• Task directions:
Select from the data all lines with the word "PresignedPartUrl".

[Information shown Boundary: Start]

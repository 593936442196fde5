use std::time::Duration;

/// Claim-to-role mapping rule: `claim|value|repo_key|role`, where `value
/// == "*"` matches any non-empty claim value.
#[derive(Debug, Clone, PartialEq, Eq)]
pub struct ClaimRoleMapping {
    pub claim: String,
    pub value: String,
    pub repo_key: String,
    pub role: String,
}

#[derive(Debug, Clone, Copy, PartialEq, Eq)]
pub enum JwtAlgorithm {
    Hs256,
    Rs256,
}

/// One RS256 verification key from the configured JWKS. A key without a
/// `kid` can only be used when it is the sole key configured.
#[derive(Debug, Clone, PartialEq, Eq)]
pub struct Rs256Key {
    pub kid: Option<String>,
    pub public_key_pem: String,
}

#[derive(Debug, Clone)]
pub struct OidcConfig {
    pub issuer: String,
    pub audience: String,
    pub algorithm: JwtAlgorithm,
    pub hs256_secret: Option<String>,
    pub rs256_keys: Vec<Rs256Key>,
    pub claim_role_mappings: Vec<ClaimRoleMapping>,
}

#[derive(Debug, Clone)]
pub struct SamlConfig {
    pub sp_entity_id: String,
    pub expected_issuer: String,
    pub role_mappings: Vec<ClaimRoleMapping>,
    pub issued_pat_ttl: Duration,
}

/// Federation settings ("OIDC/SAML settings shape"): mirrors
/// `CloudStorageConfig`'s shape of named knobs with sensible defaults,
/// wired up by the out-of-scope configuration-loading collaborator.
#[derive(Debug, Clone, Default)]
pub struct FederationConfig {
    pub oidc: Option<OidcConfig>,
    pub saml: Option<SamlConfig>,
    pub bootstrap_secret: Option<String>,
}

impl Default for OidcConfig {
    fn default() -> Self {
        Self {
            issuer: String::new(),
            audience: String::new(),
            algorithm: JwtAlgorithm::Hs256,
            hs256_secret: None,
            rs256_keys: Vec::new(),
            claim_role_mappings: Vec::new(),
        }
    }
}

impl Default for SamlConfig {
    fn default() -> Self {
        Self {
            sp_entity_id: String::new(),
            expected_issuer: String::new(),
            role_mappings: Vec::new(),
            issued_pat_ttl: Duration::from_secs(3600),
        }
    }
}
use std::collections::BTreeMap;
use std::time::Duration;

use artifortress_metastore::InMemoryMetadataStore;
use artifortress_objectstore::{ByteRange, CompletedPart, ObjectStore};
use artifortress_types::digest::is_valid_sha256_hex;
use artifortress_types::{UploadSession, UploadState};
use chrono::{DateTime, Utc};
use rand::RngExt;
use sha2::{Digest, Sha256};

use crate::config::UploadConfig;
use crate::error::{UploadError, VerificationFailure, VerificationFailureReason};

const COMMIT_CHUNK_SIZE: usize = 64 * 1024;

fn generate_upload_id() -> String {
    hex::encode(rand::rng().random::<[u8; 16]>())
}

/// A create-session result; `deduped` marks the path that never touched
/// the object store because the bytes were already committed.
#[derive(Debug, Clone)]
pub struct CreatedUpload {
    pub session: UploadSession,
    pub deduped: bool,
}

/// "Create": dedupes against an existing blob of the same digest and
/// length before ever touching the object store.
#[allow(clippy::too_many_arguments)]
pub fn create_upload(
    store: &InMemoryMetadataStore,
    object_store: &dyn ObjectStore,
    config: &UploadConfig,
    tenant_id: &str,
    repo_id: &str,
    repo_key: &str,
    expected_digest: &str,
    expected_length: u64,
    now: DateTime<Utc>,
) -> Result<CreatedUpload, UploadError> {
    if !is_valid_sha256_hex(expected_digest) {
        return Err(UploadError::Validation("expected_digest must be 64 lowercase hex chars".into()));
    }
    if expected_length == 0 {
        return Err(UploadError::Validation("expected_length must be > 0".into()));
    }

    let upload_id = generate_upload_id();

    if let Some(existing_blob) = store.get_blob(expected_digest) {
        if existing_blob.length != expected_length {
            return Err(UploadError::DigestLengthMismatch {
                digest: expected_digest.to_string(),
                existing_length: existing_blob.length,
                requested_length: expected_length,
            });
        }
        let session = UploadSession {
            upload_id,
            tenant_id: tenant_id.to_string(),
            repo_id: repo_id.to_string(),
            expected_digest: expected_digest.to_string(),
            expected_length,
            state: UploadState::Committed,
            object_staging_key: None,
            storage_upload_id: None,
            committed_blob_digest: Some(expected_digest.to_string()),
            created_at: now,
            expires_at: now + chrono::Duration::from_std(config.session_ttl).unwrap_or_default(),
            updated_at: now,
            aborted_at: None,
            aborted_reason: None,
            committed_at: Some(now),
        };
        store.insert_upload_session(session.clone())?;
        tracing::debug!(upload_id = %session.upload_id, digest = %expected_digest, "deduplicated upload against existing blob");
        return Ok(CreatedUpload { session, deduped: true });
    }

    let staging_key = format!("staging/{tenant_id}/{repo_key}/{upload_id}");
    let multipart = object_store.start_multipart(&staging_key)?;
    let session = UploadSession {
        upload_id,
        tenant_id: tenant_id.to_string(),
        repo_id: repo_id.to_string(),
        expected_digest: expected_digest.to_string(),
        expected_length,
        state: UploadState::Initiated,
        object_staging_key: Some(staging_key),
        storage_upload_id: Some(multipart.storage_upload_id),
        committed_blob_digest: None,
        created_at: now,
        expires_at: now + chrono::Duration::from_std(config.session_ttl).unwrap_or_default(),
        updated_at: now,
        aborted_at: None,
        aborted_reason: None,
        committed_at: None,
    };
    store.insert_upload_session(session.clone())?;
    tracing::debug!(upload_id = %session.upload_id, tenant_id = %tenant_id, repo_id = %repo_id, "upload session initiated");
    Ok(CreatedUpload { session, deduped: false })
}

pub struct PresignedPartUrl {
    pub url: String,
    pub part_number: u32,
    pub expires_at: DateTime<Utc>,
}

/// "Presign part".
pub fn presign_part(
    store: &InMemoryMetadataStore,
    object_store: &dyn ObjectStore,
    config: &UploadConfig,
    upload_id: &str,
    part_number: u32,
    requested_ttl: Option<Duration>,
    now: DateTime<Utc>,
) -> Result<PresignedPartUrl, UploadError> {
    let session = store.get_upload_session(upload_id)?;
    if session.is_expired(now) {
        return Err(UploadError::Conflict("upload session has expired".into()));
    }
    if !matches!(session.state, UploadState::Initiated | UploadState::PartsUploading) {
        return Err(UploadError::Conflict(format!(
            "cannot presign a part in state {:?}",
            session.state
        )));
    }
    let key = session
        .object_staging_key
        .as_deref()
        .ok_or_else(|| UploadError::Conflict("session has no staging key".into()))?;
    let storage_upload_id = session
        .storage_upload_id
        .as_deref()
        .ok_or_else(|| UploadError::Conflict("session has no multipart upload".into()))?;

    let ttl = config.clamp_presign_ttl(requested_ttl);
    let presigned = object_store.presign_part(key, storage_upload_id, part_number, ttl)?;

    if session.state == UploadState::Initiated {
        // Losing this race means another presign already advanced the state.
        let _ = store.transition_upload_state(upload_id, UploadState::Initiated, |s| {
            s.state = UploadState::PartsUploading;
        });
        tracing::debug!(upload_id = %upload_id, "upload session accepting parts");
    }

    Ok(PresignedPartUrl {
        url: presigned.url,
        part_number: presigned.part_number,
        expires_at: presigned.expires_at,
    })
}

/// "Complete": validates, dedupes by part number, sorts ascending. ETags
/// arrive quoted from S3-style clients; the quotes are not part of the tag.
pub fn complete_upload(
    store: &InMemoryMetadataStore,
    object_store: &dyn ObjectStore,
    upload_id: &str,
    parts: &[CompletedPart],
    now: DateTime<Utc>,
) -> Result<UploadSession, UploadError> {
    let session = store.get_upload_session(upload_id)?;
    match session.state {
        UploadState::PendingCommit | UploadState::Committed => return Ok(session),
        UploadState::Initiated => {
            return Err(UploadError::Conflict("no parts uploaded yet".into()));
        }
        UploadState::Aborted => {
            return Err(UploadError::Conflict("upload session is aborted".into()));
        }
        UploadState::PartsUploading => {}
    }
    if session.is_expired(now) {
        return Err(UploadError::Conflict("upload session has expired".into()));
    }

    let mut deduped: BTreeMap<u32, String> = BTreeMap::new();
    for part in parts {
        if part.part_number < 1 {
            return Err(UploadError::Validation("part_number must be >= 1".into()));
        }
        let etag = part.etag.trim_matches('"');
        if etag.is_empty() {
            return Err(UploadError::Validation("etag must not be empty".into()));
        }
        deduped.insert(part.part_number, etag.to_string());
    }
    let sorted_parts: Vec<CompletedPart> = deduped
        .into_iter()
        .map(|(part_number, etag)| CompletedPart { part_number, etag })
        .collect();

    let key = session.object_staging_key.as_deref().unwrap_or_default();
    let storage_upload_id = session.storage_upload_id.as_deref().unwrap_or_default();
    object_store.complete_multipart(key, storage_upload_id, &sorted_parts)?;

    let updated = store
        .transition_upload_state(upload_id, UploadState::PartsUploading, |s| {
            s.state = UploadState::PendingCommit;
        })?
        .ok_or(UploadError::RaceLost)?;
    tracing::debug!(upload_id = %upload_id, parts = sorted_parts.len(), "upload session pending commit");
    Ok(updated)
}

/// "Abort".
pub fn abort_upload(
    store: &InMemoryMetadataStore,
    object_store: &dyn ObjectStore,
    upload_id: &str,
    reason: Option<&str>,
    now: DateTime<Utc>,
) -> Result<UploadSession, UploadError> {
    let session = store.get_upload_session(upload_id)?;
    if session.state == UploadState::Aborted {
        return Ok(session);
    }
    if session.state == UploadState::Committed {
        return Err(UploadError::Conflict("cannot abort a committed upload".into()));
    }

    if let Some(storage_upload_id) = &session.storage_upload_id {
        let key = session.object_staging_key.as_deref().unwrap_or_default();
        object_store.abort_multipart(key, storage_upload_id)?;
    }

    let reason = reason.unwrap_or("client_abort").to_string();
    let expected = session.state;
    let updated = store
        .transition_upload_state(upload_id, expected, |s| {
            s.state = UploadState::Aborted;
            s.aborted_at = Some(now);
            s.aborted_reason = Some(reason.clone());
        })?
        .ok_or(UploadError::RaceLost)?;
    tracing::debug!(upload_id = %upload_id, reason = %reason, "upload session aborted");
    Ok(updated)
}

/// "Commit": recomputes the digest and length over the staged
/// object, streamed in 64 KiB chunks regardless of the in-memory
/// reference store holding the whole object in one buffer — the chunking
/// loop is what a real network-backed store requires.
pub fn commit_upload(
    store: &InMemoryMetadataStore,
    object_store: &dyn ObjectStore,
    upload_id: &str,
    now: DateTime<Utc>,
) -> Result<UploadSession, UploadError> {
    let session = store.get_upload_session(upload_id)?;
    if session.state == UploadState::Committed {
        return Ok(session);
    }
    if session.state != UploadState::PendingCommit {
        return Err(UploadError::Conflict(format!(
            "cannot commit from state {:?}",
            session.state
        )));
    }
    if session.is_expired(now) {
        return Err(UploadError::Conflict("upload session has expired".into()));
    }

    let key = session.object_staging_key.clone().unwrap_or_default();
    let downloaded = object_store.download(&key, None::<ByteRange>)?;

    let mut hasher = Sha256::new();
    let mut actual_length: u64 = 0;
    for chunk in downloaded.bytes.chunks(COMMIT_CHUNK_SIZE) {
        hasher.update(chunk);
        actual_length += chunk.len() as u64;
    }
    let actual_digest = hex::encode(hasher.finalize());

    let digest_mismatch = actual_digest != session.expected_digest;
    let length_mismatch = actual_length != session.expected_length;

    if digest_mismatch || length_mismatch {
        // Digest wins when both differ.
        let reason = if digest_mismatch {
            VerificationFailureReason::DigestMismatch
        } else {
            VerificationFailureReason::LengthMismatch
        };
        let failure = VerificationFailure {
            expected_digest: session.expected_digest.clone(),
            actual_digest: actual_digest.clone(),
            expected_length: session.expected_length,
            actual_length,
            reason,
        };
        tracing::warn!(
            upload_id = %upload_id,
            expected_digest = %failure.expected_digest,
            actual_digest = %failure.actual_digest,
            "upload verification failed"
        );
        let _ = store.transition_upload_state(upload_id, UploadState::PendingCommit, |s| {
            s.state = UploadState::Aborted;
            s.aborted_at = Some(now);
            s.aborted_reason = Some(reason.as_str().to_string());
        });
        return Err(UploadError::VerificationFailed(failure));
    }

    store.upsert_blob(&session.expected_digest, actual_length, &key, downloaded.etag.clone())?;

    let updated = store
        .transition_upload_state(upload_id, UploadState::PendingCommit, |s| {
            s.state = UploadState::Committed;
            s.committed_blob_digest = Some(session.expected_digest.clone());
            s.committed_at = Some(now);
        })?
        .ok_or(UploadError::RaceLost)?;
    tracing::info!(upload_id = %upload_id, digest = %session.expected_digest, length = actual_length, "upload session committed");
    Ok(updated)
}
//! In-process stand-in for `SELECT ... FOR UPDATE`.
//!
//! A real relational store takes a row lock inside a transaction and
//! releases it at commit/rollback. Here, a row lock is a per-key
//! condition-variable-guarded flag acquired with a bounded wait; holding
//! the returned guard is "being inside the transaction that has the row
//! locked". Contention that isn't resolved inside the wait surfaces as
//! [`MetaError::Locked`], mirroring `LockFile::acquire_with_timeout`'s
//! bail-on-contention shape.

use std::collections::HashMap;
use std::sync::{Arc, Condvar, Mutex};
use std::time::Duration;

use crate::error::MetaError;

struct Slot {
    held: Mutex<bool>,
    released: Condvar,
}

#[derive(Default)]
pub struct RowLockTable {
    slots: Mutex<HashMap<(String, String), Arc<Slot>>>,
}

pub struct RowGuard {
    slot: Arc<Slot>,
}

impl Drop for RowGuard {
    fn drop(&mut self) {
        let mut held = self.slot.held.lock().expect("row lock slot poisoned");
        *held = false;
        self.slot.released.notify_all();
    }
}

impl RowLockTable {
    pub fn new() -> Self {
        Self::default()
    }

    fn slot(&self, table: &str, key: &str) -> Arc<Slot> {
        let mut slots = self.slots.lock().expect("row lock table poisoned");
        slots
            .entry((table.to_string(), key.to_string()))
            .or_insert_with(|| {
                Arc::new(Slot {
                    held: Mutex::new(false),
                    released: Condvar::new(),
                })
            })
            .clone()
    }

    /// Acquire a row lock, blocking up to `timeout`. Returns
    /// [`MetaError::Locked`] if another transaction still holds it when the
    /// wait expires.
    pub fn lock_row(&self, table: &str, key: &str, timeout: Duration) -> Result<RowGuard, MetaError> {
        let slot = self.slot(table, key);
        let mut held = slot.held.lock().expect("row lock slot poisoned");
        let mut remaining = timeout;
        while *held {
            let start = std::time::Instant::now();
            let (guard, result) = slot
                .released
                .wait_timeout(held, remaining)
                .expect("row lock slot poisoned");
            held = guard;
            if result.timed_out() {
                tracing::warn!(table = %table, key = %key, "row lock acquisition timed out");
                return Err(MetaError::Locked {
                    table: table.to_string(),
                    key: key.to_string(),
                });
            }
            remaining = remaining.saturating_sub(start.elapsed());
        }
        *held = true;
        drop(held);
        Ok(RowGuard { slot })
    }
}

[Information shown Boundary: End]

• Result for this task:
pub struct PresignedPartUrl {
) -> Result<PresignedPartUrl, UploadError> {
    Ok(PresignedPartUrl {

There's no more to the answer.